Wherever "SearchHit" appears in a line of the listing, that line should be returned.

- Input data -
***

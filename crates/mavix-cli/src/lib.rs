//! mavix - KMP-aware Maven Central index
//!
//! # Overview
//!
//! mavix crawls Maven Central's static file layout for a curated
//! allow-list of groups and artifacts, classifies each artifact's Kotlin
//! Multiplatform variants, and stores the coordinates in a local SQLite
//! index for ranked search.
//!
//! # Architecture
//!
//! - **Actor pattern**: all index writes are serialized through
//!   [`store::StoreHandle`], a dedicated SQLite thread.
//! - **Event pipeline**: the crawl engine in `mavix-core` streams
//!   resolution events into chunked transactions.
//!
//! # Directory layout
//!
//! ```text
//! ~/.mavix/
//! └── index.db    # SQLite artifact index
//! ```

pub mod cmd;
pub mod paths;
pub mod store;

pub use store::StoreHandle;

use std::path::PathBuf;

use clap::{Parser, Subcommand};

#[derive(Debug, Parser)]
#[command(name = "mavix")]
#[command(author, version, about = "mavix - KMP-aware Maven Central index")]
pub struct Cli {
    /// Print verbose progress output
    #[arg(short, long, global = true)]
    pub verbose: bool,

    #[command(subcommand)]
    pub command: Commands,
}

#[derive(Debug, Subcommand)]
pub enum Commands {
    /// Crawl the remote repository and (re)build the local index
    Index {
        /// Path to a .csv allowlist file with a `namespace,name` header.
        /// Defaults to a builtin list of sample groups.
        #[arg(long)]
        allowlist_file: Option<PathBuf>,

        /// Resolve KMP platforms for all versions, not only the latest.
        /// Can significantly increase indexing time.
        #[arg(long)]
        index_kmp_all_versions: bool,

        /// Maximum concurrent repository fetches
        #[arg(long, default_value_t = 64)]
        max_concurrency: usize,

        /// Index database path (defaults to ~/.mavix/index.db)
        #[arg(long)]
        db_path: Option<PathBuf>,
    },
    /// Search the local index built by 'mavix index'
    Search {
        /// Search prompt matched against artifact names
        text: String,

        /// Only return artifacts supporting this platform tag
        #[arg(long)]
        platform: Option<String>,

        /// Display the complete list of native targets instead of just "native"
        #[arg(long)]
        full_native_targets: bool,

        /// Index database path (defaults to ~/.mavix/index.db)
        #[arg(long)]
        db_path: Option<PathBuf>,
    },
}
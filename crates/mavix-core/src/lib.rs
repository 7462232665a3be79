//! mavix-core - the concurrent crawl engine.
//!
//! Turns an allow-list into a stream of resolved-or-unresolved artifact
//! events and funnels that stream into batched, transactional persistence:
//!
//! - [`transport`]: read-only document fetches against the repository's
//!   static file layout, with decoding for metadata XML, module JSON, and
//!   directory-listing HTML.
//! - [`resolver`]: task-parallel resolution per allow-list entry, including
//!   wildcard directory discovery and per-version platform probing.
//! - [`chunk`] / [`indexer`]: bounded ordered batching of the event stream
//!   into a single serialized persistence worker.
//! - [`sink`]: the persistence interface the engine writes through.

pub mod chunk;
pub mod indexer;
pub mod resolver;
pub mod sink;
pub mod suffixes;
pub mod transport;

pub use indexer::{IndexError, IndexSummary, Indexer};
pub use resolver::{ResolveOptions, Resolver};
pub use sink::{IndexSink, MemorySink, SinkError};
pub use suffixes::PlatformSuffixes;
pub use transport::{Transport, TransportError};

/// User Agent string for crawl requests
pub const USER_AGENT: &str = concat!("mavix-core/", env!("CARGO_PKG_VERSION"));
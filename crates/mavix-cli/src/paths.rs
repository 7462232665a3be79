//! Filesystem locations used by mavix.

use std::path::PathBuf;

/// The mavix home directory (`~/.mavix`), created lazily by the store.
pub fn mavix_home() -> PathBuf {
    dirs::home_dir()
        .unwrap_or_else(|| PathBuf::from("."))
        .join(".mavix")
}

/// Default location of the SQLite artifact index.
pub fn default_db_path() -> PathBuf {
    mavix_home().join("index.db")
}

***

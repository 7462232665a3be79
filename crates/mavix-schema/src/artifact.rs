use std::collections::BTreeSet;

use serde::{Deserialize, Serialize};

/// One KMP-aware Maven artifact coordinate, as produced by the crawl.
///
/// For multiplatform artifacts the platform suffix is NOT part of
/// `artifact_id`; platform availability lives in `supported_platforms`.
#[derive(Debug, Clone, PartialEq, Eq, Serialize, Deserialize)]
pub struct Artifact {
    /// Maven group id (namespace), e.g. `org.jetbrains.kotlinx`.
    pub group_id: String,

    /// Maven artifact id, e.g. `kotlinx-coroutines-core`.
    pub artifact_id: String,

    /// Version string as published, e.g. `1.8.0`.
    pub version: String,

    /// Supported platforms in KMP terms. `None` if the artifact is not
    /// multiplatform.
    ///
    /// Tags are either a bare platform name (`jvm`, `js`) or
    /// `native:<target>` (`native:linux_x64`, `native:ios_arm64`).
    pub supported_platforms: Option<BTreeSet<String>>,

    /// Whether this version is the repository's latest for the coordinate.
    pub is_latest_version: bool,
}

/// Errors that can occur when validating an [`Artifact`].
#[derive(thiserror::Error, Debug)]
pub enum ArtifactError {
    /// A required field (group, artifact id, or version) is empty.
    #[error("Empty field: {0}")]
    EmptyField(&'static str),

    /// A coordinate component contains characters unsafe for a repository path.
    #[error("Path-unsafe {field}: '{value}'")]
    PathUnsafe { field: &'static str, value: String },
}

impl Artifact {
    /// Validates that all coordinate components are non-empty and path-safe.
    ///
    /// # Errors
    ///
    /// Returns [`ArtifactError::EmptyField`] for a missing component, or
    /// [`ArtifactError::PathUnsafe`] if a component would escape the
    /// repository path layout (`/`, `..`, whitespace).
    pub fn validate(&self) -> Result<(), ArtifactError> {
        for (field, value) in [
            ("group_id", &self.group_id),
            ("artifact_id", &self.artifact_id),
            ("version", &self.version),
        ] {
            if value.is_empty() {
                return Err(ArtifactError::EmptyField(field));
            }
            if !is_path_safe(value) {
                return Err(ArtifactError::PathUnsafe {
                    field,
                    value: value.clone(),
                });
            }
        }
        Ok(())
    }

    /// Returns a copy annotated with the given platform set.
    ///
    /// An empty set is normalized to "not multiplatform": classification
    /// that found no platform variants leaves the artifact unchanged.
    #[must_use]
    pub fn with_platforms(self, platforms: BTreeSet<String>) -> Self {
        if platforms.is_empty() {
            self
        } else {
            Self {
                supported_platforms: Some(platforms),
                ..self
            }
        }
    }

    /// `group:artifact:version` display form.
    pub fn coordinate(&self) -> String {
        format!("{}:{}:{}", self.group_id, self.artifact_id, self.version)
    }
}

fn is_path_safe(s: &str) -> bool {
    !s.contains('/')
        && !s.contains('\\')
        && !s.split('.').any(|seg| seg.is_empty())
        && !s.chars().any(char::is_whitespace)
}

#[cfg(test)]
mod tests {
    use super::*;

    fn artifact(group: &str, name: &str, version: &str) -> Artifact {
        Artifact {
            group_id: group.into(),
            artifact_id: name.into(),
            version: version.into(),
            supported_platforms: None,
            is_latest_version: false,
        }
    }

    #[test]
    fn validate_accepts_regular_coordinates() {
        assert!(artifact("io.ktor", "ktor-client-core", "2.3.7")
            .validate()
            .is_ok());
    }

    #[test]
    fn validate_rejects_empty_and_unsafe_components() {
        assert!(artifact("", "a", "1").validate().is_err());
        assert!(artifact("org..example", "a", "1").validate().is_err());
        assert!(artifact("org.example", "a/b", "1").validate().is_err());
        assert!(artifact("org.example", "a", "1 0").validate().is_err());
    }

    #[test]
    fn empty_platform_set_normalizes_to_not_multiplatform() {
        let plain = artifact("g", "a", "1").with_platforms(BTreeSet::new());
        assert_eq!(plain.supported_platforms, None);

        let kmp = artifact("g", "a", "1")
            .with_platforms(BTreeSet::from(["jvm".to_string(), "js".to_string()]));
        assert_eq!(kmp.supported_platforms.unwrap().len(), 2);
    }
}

***

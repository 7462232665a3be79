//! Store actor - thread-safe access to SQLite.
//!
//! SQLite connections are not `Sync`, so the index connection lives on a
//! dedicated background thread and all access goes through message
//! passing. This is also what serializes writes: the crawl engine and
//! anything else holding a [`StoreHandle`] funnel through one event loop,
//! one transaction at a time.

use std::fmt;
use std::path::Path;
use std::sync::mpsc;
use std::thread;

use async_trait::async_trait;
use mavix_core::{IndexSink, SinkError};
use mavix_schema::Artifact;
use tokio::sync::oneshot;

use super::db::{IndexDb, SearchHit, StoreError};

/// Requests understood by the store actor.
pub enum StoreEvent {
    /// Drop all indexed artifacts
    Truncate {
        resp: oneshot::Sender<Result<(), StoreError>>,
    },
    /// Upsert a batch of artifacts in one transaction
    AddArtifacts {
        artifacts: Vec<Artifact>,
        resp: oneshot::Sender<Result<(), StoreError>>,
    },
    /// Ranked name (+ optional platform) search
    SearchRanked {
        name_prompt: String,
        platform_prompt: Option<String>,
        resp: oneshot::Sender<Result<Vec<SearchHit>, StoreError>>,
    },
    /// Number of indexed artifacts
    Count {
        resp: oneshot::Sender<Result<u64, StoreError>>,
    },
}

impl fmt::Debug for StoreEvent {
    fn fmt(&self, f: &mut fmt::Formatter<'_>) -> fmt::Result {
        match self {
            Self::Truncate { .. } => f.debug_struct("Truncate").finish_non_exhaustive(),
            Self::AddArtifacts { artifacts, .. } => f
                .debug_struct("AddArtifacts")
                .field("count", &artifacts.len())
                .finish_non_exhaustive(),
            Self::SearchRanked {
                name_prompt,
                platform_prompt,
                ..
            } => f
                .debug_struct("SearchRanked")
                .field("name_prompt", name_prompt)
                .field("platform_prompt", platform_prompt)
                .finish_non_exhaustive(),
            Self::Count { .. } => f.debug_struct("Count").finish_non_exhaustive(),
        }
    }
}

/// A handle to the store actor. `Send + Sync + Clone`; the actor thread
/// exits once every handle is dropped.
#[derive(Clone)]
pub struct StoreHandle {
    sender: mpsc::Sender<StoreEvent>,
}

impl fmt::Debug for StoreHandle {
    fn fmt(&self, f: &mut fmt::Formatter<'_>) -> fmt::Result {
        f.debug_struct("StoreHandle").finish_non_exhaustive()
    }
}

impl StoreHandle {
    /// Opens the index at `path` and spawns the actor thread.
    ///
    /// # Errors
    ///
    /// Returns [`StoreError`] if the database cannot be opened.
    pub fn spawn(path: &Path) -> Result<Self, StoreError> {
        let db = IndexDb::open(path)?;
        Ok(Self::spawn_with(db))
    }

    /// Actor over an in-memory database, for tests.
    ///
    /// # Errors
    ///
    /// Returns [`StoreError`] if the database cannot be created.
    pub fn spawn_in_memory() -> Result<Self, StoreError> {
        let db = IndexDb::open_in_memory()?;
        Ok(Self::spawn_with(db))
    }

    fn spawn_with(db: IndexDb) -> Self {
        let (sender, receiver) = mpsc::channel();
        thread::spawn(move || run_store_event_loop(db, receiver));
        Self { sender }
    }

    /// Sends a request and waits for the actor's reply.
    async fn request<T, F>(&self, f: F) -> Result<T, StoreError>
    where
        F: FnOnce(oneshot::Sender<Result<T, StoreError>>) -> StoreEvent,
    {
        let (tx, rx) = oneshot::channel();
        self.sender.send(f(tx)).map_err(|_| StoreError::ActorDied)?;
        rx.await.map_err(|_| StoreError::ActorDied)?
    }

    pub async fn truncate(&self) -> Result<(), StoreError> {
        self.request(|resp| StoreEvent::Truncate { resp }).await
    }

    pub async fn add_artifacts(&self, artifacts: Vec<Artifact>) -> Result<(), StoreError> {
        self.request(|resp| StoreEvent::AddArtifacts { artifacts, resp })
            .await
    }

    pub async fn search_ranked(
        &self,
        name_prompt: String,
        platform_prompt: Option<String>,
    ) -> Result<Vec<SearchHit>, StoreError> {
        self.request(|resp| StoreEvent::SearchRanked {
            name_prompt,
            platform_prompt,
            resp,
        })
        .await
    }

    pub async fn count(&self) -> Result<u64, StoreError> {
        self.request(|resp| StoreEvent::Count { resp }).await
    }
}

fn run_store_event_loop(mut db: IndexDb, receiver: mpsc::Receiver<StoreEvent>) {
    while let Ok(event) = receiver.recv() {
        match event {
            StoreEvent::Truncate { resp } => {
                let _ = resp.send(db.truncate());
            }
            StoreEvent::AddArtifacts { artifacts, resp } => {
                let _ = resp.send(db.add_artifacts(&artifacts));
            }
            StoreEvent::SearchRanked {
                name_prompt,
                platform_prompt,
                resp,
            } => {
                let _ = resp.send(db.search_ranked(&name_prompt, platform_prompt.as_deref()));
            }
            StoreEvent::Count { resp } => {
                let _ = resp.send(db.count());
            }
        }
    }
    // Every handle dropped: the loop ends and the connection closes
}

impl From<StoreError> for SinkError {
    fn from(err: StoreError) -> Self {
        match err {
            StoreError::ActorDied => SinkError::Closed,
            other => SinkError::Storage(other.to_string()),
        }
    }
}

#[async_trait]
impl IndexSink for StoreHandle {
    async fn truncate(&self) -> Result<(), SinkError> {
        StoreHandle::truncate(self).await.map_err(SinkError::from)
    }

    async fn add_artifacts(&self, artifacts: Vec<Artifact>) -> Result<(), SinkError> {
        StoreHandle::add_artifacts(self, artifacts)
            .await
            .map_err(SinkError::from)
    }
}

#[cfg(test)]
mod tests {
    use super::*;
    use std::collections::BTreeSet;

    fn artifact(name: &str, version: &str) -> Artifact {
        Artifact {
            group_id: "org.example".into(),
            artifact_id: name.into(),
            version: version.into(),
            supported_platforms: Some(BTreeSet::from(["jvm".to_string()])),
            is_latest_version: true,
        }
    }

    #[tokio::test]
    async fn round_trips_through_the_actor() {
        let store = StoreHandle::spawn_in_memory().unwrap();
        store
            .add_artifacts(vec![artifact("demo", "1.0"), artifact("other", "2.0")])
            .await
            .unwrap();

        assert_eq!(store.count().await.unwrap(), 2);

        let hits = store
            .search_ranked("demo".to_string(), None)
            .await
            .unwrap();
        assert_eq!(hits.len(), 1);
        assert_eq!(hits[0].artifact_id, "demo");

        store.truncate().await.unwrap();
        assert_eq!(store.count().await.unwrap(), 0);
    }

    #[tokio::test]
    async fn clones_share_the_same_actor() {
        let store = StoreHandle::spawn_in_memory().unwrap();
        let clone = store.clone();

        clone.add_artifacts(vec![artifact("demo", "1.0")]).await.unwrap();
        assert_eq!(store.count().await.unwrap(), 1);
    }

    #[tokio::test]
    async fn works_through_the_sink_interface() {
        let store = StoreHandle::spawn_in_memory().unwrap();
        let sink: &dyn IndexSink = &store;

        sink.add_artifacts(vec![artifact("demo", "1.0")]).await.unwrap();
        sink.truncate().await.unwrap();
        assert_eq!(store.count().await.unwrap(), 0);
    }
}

***

- The answer -
use super::db::{IndexDb, SearchHit, StoreError};
        resp: oneshot::Sender<Result<Vec<SearchHit>, StoreError>>,
    ) -> Result<Vec<SearchHit>, StoreError> {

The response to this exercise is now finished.